[RECORDS FOR THE TASK — start]

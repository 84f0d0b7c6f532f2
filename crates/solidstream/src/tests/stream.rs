use alloc::{
    string::{String, ToString},
    vec,
    vec::Vec,
};
use core::time::Duration;

use rstest::*;

use crate::{BufferedStream, StreamError, StreamOptions};

fn small_opts() -> StreamOptions {
    StreamOptions {
        default_capacity: 10,
        growth_multiplier: 5,
        soft_limit: 20,
        hard_limit: None,
    }
}

// ─────────────────────────────────────────────────────────────────────
// 1. Extension policy
// ─────────────────────────────────────────────────────────────────────

#[test]
fn small_requests_round_up_to_default_capacity() {
    let mut stream = BufferedStream::new(0..1000, StreamOptions::default());
    assert_eq!(stream.ensure_length(5, None), Ok(true));
    assert_eq!(stream.buffered_len(), 200);
}

#[test]
fn satisfied_request_is_a_no_op() {
    let mut stream = BufferedStream::new(0..1000, StreamOptions::default());
    assert_eq!(stream.ensure_length(300, None), Ok(true));
    assert_eq!(stream.buffered_len(), 300);
    assert_eq!(stream.ensure_length(300, None), Ok(true));
    assert_eq!(stream.ensure_length(10, None), Ok(true));
    assert_eq!(stream.buffered_len(), 300);
}

#[test]
fn short_sources_report_insufficient_data_but_keep_elements() {
    let mut stream = BufferedStream::new(0..4, small_opts());
    stream.extend(10..13);
    assert_eq!(stream.ensure_length(50, None), Ok(false));
    assert_eq!(stream.buffered_len(), 7);
    assert_eq!(stream.pending_sources(), 0);
    assert_eq!(stream.finalize().collect::<Vec<_>>(), [0, 1, 2, 3, 10, 11, 12]);
}

#[test]
fn extension_pulls_across_sources_in_order() {
    let mut stream = BufferedStream::new(vec![1, 2], small_opts());
    stream.extend(vec![3]);
    stream.extend(4..100);
    assert_eq!(stream.ensure_length(12, None), Ok(true));
    assert_eq!(stream.buffered_len(), 12);
    assert_eq!(stream.pending_sources(), 1);
    assert_eq!(stream.get(11), Ok(&12));
}

#[test]
fn extension_does_not_pull_past_the_target() {
    let mut pulled = 0;
    {
        let mut stream = BufferedStream::new((0..1000).inspect(|_| pulled += 1), small_opts());
        assert_eq!(stream.ensure_length(15, None), Ok(true));
    }
    assert_eq!(pulled, 15);
}

#[test]
fn point_reads_amortize_by_growth_multiplier() {
    let mut stream = BufferedStream::new(0..1000, small_opts());
    assert_eq!(stream.get(3), Ok(&3));
    assert_eq!(stream.buffered_len(), 15);
}

#[test]
fn soft_limit_narrows_to_the_true_minimum() {
    let mut stream = BufferedStream::new(0..1000, small_opts());
    // 50 * 5 would pull 250 elements, far past the soft limit of 20.
    assert_eq!(stream.get(50), Ok(&50));
    assert_eq!(stream.buffered_len(), 51);
}

#[test]
fn growth_multiplier_of_one_still_reaches_the_index() {
    let mut stream = BufferedStream::new(
        0..1000,
        StreamOptions {
            default_capacity: 1,
            growth_multiplier: 1,
            ..StreamOptions::default()
        },
    );
    assert_eq!(stream.get(7), Ok(&7));
    assert_eq!(stream.buffered_len(), 8);
}

#[rstest]
#[case::within_limit(50, Ok(50))]
#[case::far_past_limit(1000, Err(StreamError::RequestTooLarge { needed: 1001, hard_limit: 100 }))]
#[case::minimum_past_limit(150, Err(StreamError::RequestTooLarge { needed: 151, hard_limit: 100 }))]
#[case::exact_limit(99, Ok(99))]
fn hard_limit_is_absolute(#[case] index: usize, #[case] expected: Result<u32, StreamError>) {
    let mut stream = BufferedStream::new(
        0..10_000u32,
        StreamOptions {
            hard_limit: Some(100),
            ..small_opts()
        },
    );
    assert_eq!(stream.get(index).copied(), expected);
}

#[test]
fn hard_limit_failure_pulls_nothing() {
    let mut stream = BufferedStream::new(
        0..10_000,
        StreamOptions {
            hard_limit: Some(100),
            ..small_opts()
        },
    );
    assert!(stream.ensure_length(500, None).is_err());
    assert_eq!(stream.buffered_len(), 0);
    assert_eq!(stream.peek(), Ok(&0));
}

#[test]
fn read_past_the_end_is_out_of_range() {
    let mut stream = BufferedStream::new(0..5, small_opts());
    assert_eq!(
        stream.get(5),
        Err(StreamError::IndexOutOfRange {
            index: 5,
            available: 5
        })
    );
    assert_eq!(stream.get(4), Ok(&4));
}

// ─────────────────────────────────────────────────────────────────────
// 2. Mutation
// ─────────────────────────────────────────────────────────────────────

#[test]
fn consume_drops_the_prefix() {
    let mut stream = BufferedStream::new(0..300, StreamOptions::default());
    assert_eq!(stream.get(20), Ok(&20));
    assert_eq!(stream.consume(10), Ok(10));
    assert_eq!(stream.peek(), Ok(&10));
    assert_eq!(stream.get(10), Ok(&20));
}

#[test]
fn consume_past_the_end_removes_what_exists() {
    let mut stream = BufferedStream::new(0..5, small_opts());
    assert_eq!(stream.consume(8), Ok(5));
    assert!(stream.is_exhausted());
}

#[test]
fn insert_shifts_later_elements() {
    let mut stream = BufferedStream::new(
        (0..300).map(|n: i32| n.to_string()),
        StreamOptions::default(),
    );
    stream.insert(5, String::from("inserted")).unwrap();
    assert_eq!(stream.get(4).map(String::as_str), Ok("4"));
    assert_eq!(stream.get(5).map(String::as_str), Ok("inserted"));
    assert_eq!(stream.get(6).map(String::as_str), Ok("5"));
}

#[test]
fn insert_at_the_end_of_a_drained_stream() {
    let mut stream = BufferedStream::new(0..3, small_opts());
    assert_eq!(stream.insert(3, 99), Ok(()));
    assert_eq!(
        stream.insert(9, 100),
        Err(StreamError::IndexOutOfRange {
            index: 9,
            available: 4
        })
    );
    assert_eq!(stream.finalize().collect::<Vec<_>>(), [0, 1, 2, 99]);
}

#[test]
fn append_lands_after_every_source() {
    let mut stream = BufferedStream::new(0..3, small_opts());
    stream.append(42);
    stream.extend(3..5);
    stream.append(43);
    assert_eq!(stream.finalize().collect::<Vec<_>>(), [0, 1, 2, 42, 3, 4, 43]);
}

#[test]
fn extend_front_goes_before_buffered_elements() {
    let mut stream = BufferedStream::new(0..5, small_opts());
    assert_eq!(stream.get(2), Ok(&2));
    stream.extend_front(vec![100, 101]);
    assert_eq!(stream.peek(), Ok(&100));
    assert_eq!(stream.get(3), Ok(&1));
    assert_eq!(stream.finalize().collect::<Vec<_>>(), [100, 101, 0, 1, 2, 3, 4]);
}

// ─────────────────────────────────────────────────────────────────────
// 3. Search
// ─────────────────────────────────────────────────────────────────────

#[test]
fn index_of_extends_until_found() {
    let mut stream = BufferedStream::new(0..1000, small_opts());
    assert_eq!(stream.index_of(&95, 0, None), Ok(95));
    assert!(stream.buffered_len() <= 100);
}

#[test]
fn index_of_drained_stream_is_not_found() {
    let mut stream = BufferedStream::new(0..30, small_opts());
    stream.extend(40..50);
    assert_eq!(stream.index_of(&35, 0, None), Err(StreamError::NotFound));
    assert_eq!(stream.index_of(&45, 0, None), Ok(35));
}

#[test]
fn index_of_respects_start_and_stop() {
    let mut stream = BufferedStream::new([1, 2, 3, 1, 2, 3, 1], small_opts());
    assert_eq!(stream.index_of(&1, 0, None), Ok(0));
    assert_eq!(stream.index_of(&1, 1, None), Ok(3));
    assert_eq!(stream.index_of(&1, 4, None), Ok(6));
    assert_eq!(stream.index_of(&3, 3, Some(5)), Err(StreamError::NotFound));
    assert_eq!(stream.index_of(&3, 3, Some(6)), Ok(5));
}

#[test]
fn index_of_stop_beyond_buffer_keeps_extending() {
    let mut stream = BufferedStream::new(0..1000, small_opts());
    assert_eq!(stream.index_of(&57, 0, Some(60)), Ok(57));
    assert_eq!(stream.index_of(&700, 0, Some(60)), Err(StreamError::NotFound));
}

#[test]
fn index_of_matches_nan() {
    let mut stream = BufferedStream::new((0..300).map(f64::from), StreamOptions::default());
    stream.insert(5, f64::NAN).unwrap();
    assert_eq!(stream.index_of(&f64::NAN, 0, None), Ok(5));
    assert_eq!(stream.index_of(&5.0, 0, None), Ok(6));
}

#[test]
fn index_of_nan_without_nan_is_not_found() {
    let mut stream = BufferedStream::new((0..30).map(f64::from), small_opts());
    assert_eq!(stream.index_of(&f64::NAN, 0, None), Err(StreamError::NotFound));
}

#[test]
fn find_index_uses_predicate() {
    let mut stream = BufferedStream::new(1..1000, small_opts());
    assert_eq!(stream.find_index(|n| n % 37 == 0, 0, None), Ok(36));
    assert_eq!(stream.find_index(|n| n % 37 == 0, 37, None), Ok(73));
}

// ─────────────────────────────────────────────────────────────────────
// 4. Iteration and finalize
// ─────────────────────────────────────────────────────────────────────

#[rstest]
#[timeout(Duration::from_millis(250))]
fn consuming_iteration_crosses_sources() {
    let mut stream = BufferedStream::new(0..3, small_opts());
    stream.extend(core::iter::empty());
    stream.extend(3..6);
    assert_eq!(stream.get(1), Ok(&1));
    let all: Vec<_> = stream.by_ref().collect();
    assert_eq!(all, [0, 1, 2, 3, 4, 5]);

    stream.append(6);
    assert_eq!(stream.next(), Some(6));
    assert_eq!(stream.next(), None);
}

#[test]
fn is_exhausted_does_not_lose_elements() {
    let mut stream = BufferedStream::new(core::iter::empty(), small_opts());
    stream.extend(core::iter::empty());
    stream.extend(vec![1, 2]);
    assert!(!stream.is_exhausted());
    assert_eq!(stream.pending_sources(), 1);
    assert_eq!(stream.buffered_len(), 0);
    assert_eq!(stream.get(1), Ok(&2));
    assert_eq!(stream.consume(2), Ok(2));
    assert!(stream.is_exhausted());
}

#[test]
fn finalize_chains_buffer_and_pending() {
    let mut stream = BufferedStream::new(0..20, small_opts());
    stream.extend(100..103);
    assert_eq!(stream.get(2), Ok(&2));
    assert_eq!(stream.consume(5), Ok(5));
    let rest: Vec<_> = stream.finalize().collect();
    let expected: Vec<_> = (5..20).chain(100..103).collect();
    assert_eq!(rest, expected);
}

#[test]
fn debug_shows_buffer_and_queue_length() {
    let mut stream = BufferedStream::new(0..3, StreamOptions::default());
    stream.extend(3..4);
    assert_eq!(stream.ensure_length(2, None), Ok(false));
    let rendered = alloc::format!("{stream:?}");
    assert!(rendered.starts_with("BufferedStream { buffer: [0, 1, 2, 3], pending: 0"));
}
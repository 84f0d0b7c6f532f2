//! Random access over single-pass iterators.
//!
//! A [`BufferedStream`] queues one or more forward-only sources and pulls
//! from them on demand into a materialized prefix buffer. Callers can then
//! index, peek, slice and search the logical sequence without consuming it,
//! drop a prefix explicitly with [`BufferedStream::consume`], and finally
//! hand the remainder off as a plain iterator with
//! [`BufferedStream::finalize`].
//!
//! ```rust
//! use solidstream::{BufferedStream, StreamOptions};
//!
//! let mut stream = BufferedStream::new(0..300, StreamOptions::default());
//! assert_eq!(stream.get(30), Ok(&30));
//!
//! let every_third: Vec<i32> = stream.collect_slice(0..20, 3).unwrap();
//! assert_eq!(every_third, [0, 3, 6, 9, 12, 15, 18]);
//!
//! // Nothing above consumed the stream.
//! assert_eq!(stream.peek(), Ok(&0));
//! stream.consume(30).unwrap();
//! assert_eq!(stream.peek(), Ok(&30));
//! ```

#![no_std]
extern crate alloc;

#[cfg(test)]
extern crate std;

mod error;
mod finalized;
mod options;
mod probe;
mod slice;
mod stream;

#[cfg(test)]
mod tests;

pub use error::StreamError;
pub use finalized::Finalized;
pub use options::StreamOptions;
pub use probe::{Probe, PushedBack, probe};
pub use slice::SliceView;
pub use stream::BufferedStream;
use std::sync::Arc;

use async_trait::async_trait;

use crate::error::{ErrorCode, RequestError};
use crate::providers::ResourceManager;

use super::{ContextValidator, ValidationContext};

/// Resolves every requested resource indicator. A request without resources
/// passes silently; a single unknown resource fails the whole request.
pub struct ResourceValidator {
    resources: Arc<dyn ResourceManager>,
}

impl ResourceValidator {
    pub fn new(resources: Arc<dyn ResourceManager>) -> Self {
        Self { resources }
    }
}

#[async_trait]
impl ContextValidator for ResourceValidator {
    async fn validate(&self, context: &mut ValidationContext) -> Option<RequestError> {
        let mut resolved = Vec::with_capacity(context.request.resources.len());

        for uri in &context.request.resources {
            match self.resources.try_get(uri) {
                Some(definition) => resolved.push(definition),
                None => {
                    return Some(RequestError::new(
                        ErrorCode::InvalidTarget,
                        format!("unknown resource: {uri}"),
                    ))
                }
            }
        }

        context.set_resources(resolved);
        None
    }
}
//! In-memory storage backend.

use std::collections::HashMap;
use std::sync::{Arc, Mutex};

use async_trait::async_trait;
use chrono::{DateTime, Duration, Utc};

use crate::error::StorageError;
use crate::providers::{Clock, SystemClock};

use super::{Storage, StorageOptions};

struct Entry {
    value: Vec<u8>,
    expires_at: Option<DateTime<Utc>>,
    sliding: Option<Duration>,
}

impl Entry {
    fn expired(&self, now: DateTime<Utc>) -> bool {
        matches!(self.expires_at, Some(at) if at <= now)
    }
}

/// Process-local storage backed by a hash map. Expired entries are dropped
/// lazily on access. The critical section never spans an await point.
pub struct InMemoryStorage {
    clock: Arc<dyn Clock>,
    entries: Mutex<HashMap<String, Entry>>,
}

impl InMemoryStorage {
    pub fn new() -> Self {
        Self::with_clock(Arc::new(SystemClock))
    }

    /// Build against an explicit clock so expiration can be tested without
    /// sleeping.
    pub fn with_clock(clock: Arc<dyn Clock>) -> Self {
        Self {
            clock,
            entries: Mutex::new(HashMap::new()),
        }
    }
}

impl Default for InMemoryStorage {
    fn default() -> Self {
        Self::new()
    }
}

#[async_trait]
impl Storage for InMemoryStorage {
    async fn set(
        &self,
        key: &str,
        value: Vec<u8>,
        options: StorageOptions,
    ) -> Result<(), StorageError> {
        let now = self.clock.now();
        let expires_at = options
            .absolute_expiration
            .or_else(|| options.absolute_expiration_relative_to_now.map(|d| now + d))
            .or_else(|| options.sliding_expiration.map(|d| now + d));

        let entry = Entry {
            value,
            expires_at,
            sliding: options.sliding_expiration,
        };
        self.entries.lock().unwrap().insert(key.to_string(), entry);
        Ok(())
    }

    async fn get(&self, key: &str) -> Result<Option<Vec<u8>>, StorageError> {
        let now = self.clock.now();
        let mut entries = self.entries.lock().unwrap();

        match entries.get(key).map(|entry| entry.expired(now)) {
            None => Ok(None),
            Some(true) => {
                entries.remove(key);
                Ok(None)
            }
            Some(false) => {
                let entry = entries.get_mut(key).expect("entry was just observed");
                if let Some(window) = entry.sliding {
                    entry.expires_at = Some(now + window);
                }
                Ok(Some(entry.value.clone()))
            }
        }
    }

    async fn remove(&self, key: &str) -> Result<Option<Vec<u8>>, StorageError> {
        let now = self.clock.now();
        let mut entries = self.entries.lock().unwrap();

        match entries.remove(key) {
            Some(entry) if entry.expired(now) => Ok(None),
            Some(entry) => Ok(Some(entry.value)),
            None => Ok(None),
        }
    }
}
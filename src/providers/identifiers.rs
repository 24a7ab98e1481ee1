use uuid::Uuid;

/// Generator of unique token identifiers (`jti` claims).
pub trait IdGenerator: Send + Sync {
    fn new_id(&self) -> String;
}

/// Random UUID v4 identifiers.
#[derive(Debug, Clone, Copy, Default)]
pub struct UuidIdGenerator;

impl IdGenerator for UuidIdGenerator {
    fn new_id(&self) -> String {
        Uuid::new_v4().to_string()
    }
}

[RECORDS FOR THE TASK — finish]

== EXERCISE ==
Pull out all lines in the data above that include "finalized".

== ANSWER TO THE PROBLEM ==
mod finalized;
pub use finalized::Finalized;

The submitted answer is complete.